The Word as Sculptor
Again, I don't want you to get me wrong. I am not saying that all movies or videos are either bad or harmful to the imagination. Indeed, they can spark further imagination, depending how conscious or lazy you are. As with so many things in life, there are balances we must work out, not an easy thing but something we should learn to intelligently navigate early on. But some truths were designed to be received and processed through hearing and reading the Word - the Davar or Logos - and you will notice from the opening of John's Gospel that the Word existed before any image or picture. We are ourselves living, multi-dimensional images of the Creator Himself, albeit it on a lower plane as mortals and unable therefore to rival Him. We were sculpted by His Word, who on the personal level is Messiah Himself but in the abstract is an active principle impregnating and ordering everything. 'Word' comes before 'Image' when you read a book, just like Creation itself.
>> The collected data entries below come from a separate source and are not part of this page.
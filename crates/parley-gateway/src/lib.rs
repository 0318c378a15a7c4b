// SPDX-FileCopyrightText: 2026 Parley Contributors
// SPDX-License-Identifier: MIT OR Apache-2.0

//! Webhook HTTP gateway for the Parley chat-bot SDK.
//!
//! Exposes every registered adapter's webhook at `POST /webhooks/{adapter}`
//! and a `GET /health` probe. Background processing started by a webhook is
//! tracked so [`serve`] can drain it before returning.

pub mod handlers;
pub mod logging;
pub mod server;
pub mod shutdown;

pub use logging::init_tracing;
pub use server::{GatewayState, router, serve, serve_listener};
pub use shutdown::install_signal_handler;

/// Errors raised while running the gateway server.
#[derive(Debug, thiserror::Error)]
pub enum GatewayError {
    #[error("failed to bind gateway to {addr}: {source}")]
    Bind {
        addr: String,
        #[source]
        source: std::io::Error,
    },

    #[error("gateway server error: {0}")]
    Serve(#[source] std::io::Error),

    #[error(transparent)]
    Chat(#[from] parley_core::ChatError),
}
Yet more and more is being translated to moving imagary now (movies, videos) and this is contributing to a plague or totally avoidable illiteracy, thus lending greater possibility to the corruption of the Word, the Bible. For as we know, the philosophies and doctrines of men creep into many translations.
The First New Testament Letter Readers Were Listeners Too
There's a reason Father has given us written Bibles to struggle with because we can only understand them by using our imagination. As you know, I both read and listen to my Bible in book format and on tape. There's a huge difference in the way we perceived the written and the spoken word. The Word is supposed to shape the imagery, the imagery is what we take and transform into the physical. In New Testament times the bearer of an epistle would listen to the apostle reading it out loud before departure so when he came to read it out loud to a distant congregation, for instance, he would still 'hear' the apostles words whilst reading them. When I am reading an author of theology like N.T.Wright, for example, I consciously 'hear' his own voice which I have heard on videos as I read and this connects me more deeply to what he is personally trying to communicate.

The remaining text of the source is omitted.